Machining of titanium alloys generates enormous amount of heat at the chip-tool interface leading to poor machinability. The current research investigates the effect of dry machining of Ti6Al4V on surface integrity of machined workpiece. A change in subsurface deformation was assessed by varying cutting speed and feed rate keeping the cut depth constant. Various output responses viz. cutting temperature, surface finish, induced strain, deformed depth, microhardness, etc. were discussed to evaluate the surface integrity. An optical microscopy, SEM and EBSD analysis performed on the machined edge showed deformation induced damage with microstructural restructuring which was correlated with chip microstructure.

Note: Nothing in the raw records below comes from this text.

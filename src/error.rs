//!
//! Error type shared by the whole crate
//!
use thiserror::Error;

///
/// Failures of model construction, inference and training.
///
/// Symbols (states and observations) are carried as their `Debug` rendering
/// so that the error type does not depend on the symbol types of the model.
///
#[derive(Debug, Error)]
pub enum HmmError {
    #[error("{0} domain must have at least one element")]
    EmptyDomain(&'static str),
    #[error("{domain} {symbol} appears more than once")]
    DuplicateSymbol {
        domain: &'static str,
        symbol: String,
    },
    #[error("{domain} {symbol} is not in the model")]
    UnknownSymbol {
        domain: &'static str,
        symbol: String,
    },
    #[error("{table}[{row}] has invalid probability {value} for {target}")]
    InvalidProbability {
        table: &'static str,
        row: String,
        target: String,
        value: f64,
    },
    #[error("{table}[{row}] sums to {sum}, not 1")]
    MalformedDistribution {
        table: &'static str,
        row: String,
        sum: f64,
    },
    #[error("{what}: expected {expected}, got {actual}")]
    DimensionMismatch {
        what: &'static str,
        expected: usize,
        actual: usize,
    },
    #[error("observation sequence is empty")]
    EmptySequence,
    #[error("time {time} is out of range [1, {max}]")]
    TimeOutOfRange { time: usize, max: usize },
    #[error("observation sequence has zero probability under the model")]
    ZeroProbability,
    #[error("sequence #{index} of the corpus has zero probability under the model")]
    ZeroProbabilitySequence { index: usize },
    #[error("training corpus is empty")]
    EmptyCorpus,
    #[error("every sequence of the corpus was skipped")]
    NoUsableSequence,
    #[error("state {state} has no expected {what} in the corpus")]
    UnvisitedState { state: String, what: &'static str },
    #[error("offset {0} is out of range [0, 1)")]
    OffsetOutOfRange(f64),
    #[error("no choices to select from")]
    EmptyChoices,
    #[error(transparent)]
    Io(#[from] std::io::Error),
    #[error(transparent)]
    Json(#[from] serde_json::Error),
}

pub type Result<T> = std::result::Result<T, HmmError>;
//! Originator code

use std::fmt;
use std::str::FromStr;

use strum::EnumMessage;

/// Alert originator code
///
/// See [Event::originator()](crate::Event#method.originator).
/// Originator codes may be converted `from()` their wire string
/// representations. Using them `.as_ref()` will show the code;
/// using them via `Display` will show a human-readable string.
///
/// ```
/// use wxralert::Originator;
///
/// let orig = Originator::from("WXR");
/// assert_eq!(Originator::WeatherService, orig);
/// assert_eq!("WXR", orig.as_ref());
/// assert_eq!("The National Weather Service", orig.as_display_str());
/// assert_eq!("The National Weather Service", &format!("{}", orig));
///
/// assert_eq!(Originator::Unknown, Originator::from("HUH"));
/// ```
#[derive(Clone, Copy, Debug, PartialEq, Eq, Hash, strum_macros::EnumMessage)]
pub enum Originator {
    /// An unknown originator code
    ///
    /// The server forwards whatever the receiver decoded, so any
    /// three-character code is accepted.
    #[strum(serialize = "OOO", detailed_message = "Unknown Originator")]
    Unknown,

    /// Primary Entry Point station for national activations
    #[strum(serialize = "PEP", detailed_message = "Primary Entry Point System")]
    PrimaryEntryPoint,

    /// Civil authorities
    #[strum(serialize = "CIV", detailed_message = "Civil Authority")]
    CivilAuthority,

    /// National Weather Service
    #[strum(serialize = "WXR", detailed_message = "The National Weather Service")]
    WeatherService,

    /// EAS participant (usu. broadcast station)
    #[strum(serialize = "EAS", detailed_message = "The Emergency Alert System")]
    EmergencyAlertSystem,
}

impl Originator {
    /// Human-readable string representation
    ///
    /// Converts to a human-readable string, like "`Civil Authority`."
    pub fn as_display_str(&self) -> &'static str {
        self.get_detailed_message().unwrap_or(self.as_str())
    }

    /// Wire string representation
    ///
    /// Returns the three-character code for this `Originator`
    pub fn as_str(&self) -> &'static str {
        self.get_serializations()[0]
    }
}

impl FromStr for Originator {
    type Err = strum::ParseError;

    /// Parse an exact wire code
    ///
    /// Unlike `from()`, unrecognized codes are an error.
    fn from_str(s: &str) -> Result<Self, Self::Err> {
        match s {
            "OOO" => Ok(Originator::Unknown),
            "PEP" => Ok(Originator::PrimaryEntryPoint),
            "CIV" => Ok(Originator::CivilAuthority),
            "WXR" => Ok(Originator::WeatherService),
            "EAS" => Ok(Originator::EmergencyAlertSystem),
            _ => Err(strum::ParseError::VariantNotFound),
        }
    }
}

impl From<&str> for Originator {
    fn from(s: &str) -> Originator {
        match Originator::from_str(s) {
            Ok(orig) => orig,
            Err(_e) => Originator::Unknown,
        }
    }
}

impl AsRef<str> for Originator {
    fn as_ref(&self) -> &'static str {
        self.as_str()
    }
}

impl fmt::Display for Originator {
    fn fmt(&self, f: &mut fmt::Formatter<'_>) -> fmt::Result {
        self.as_display_str().fmt(f)
    }
}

At lower cutting parameters, work hardening phenomenon however; at high cutting parameters thermal softening phenomenon becomes more dominant. This was derived with increased surface roughness, reduction in microhardness values beneath the machined surface and coarse microstructure obtained at higher cutting parameters. A Chip microstructural analysis validates the thermal softening and work hardening phenomenon where at high cutting speeds and feed rate the shear band formation is increased accompanied with increased chip segmentation frequency. However, at lower cutting parameters the reduction segmentation frequency and more deformed grains near shear band were observed.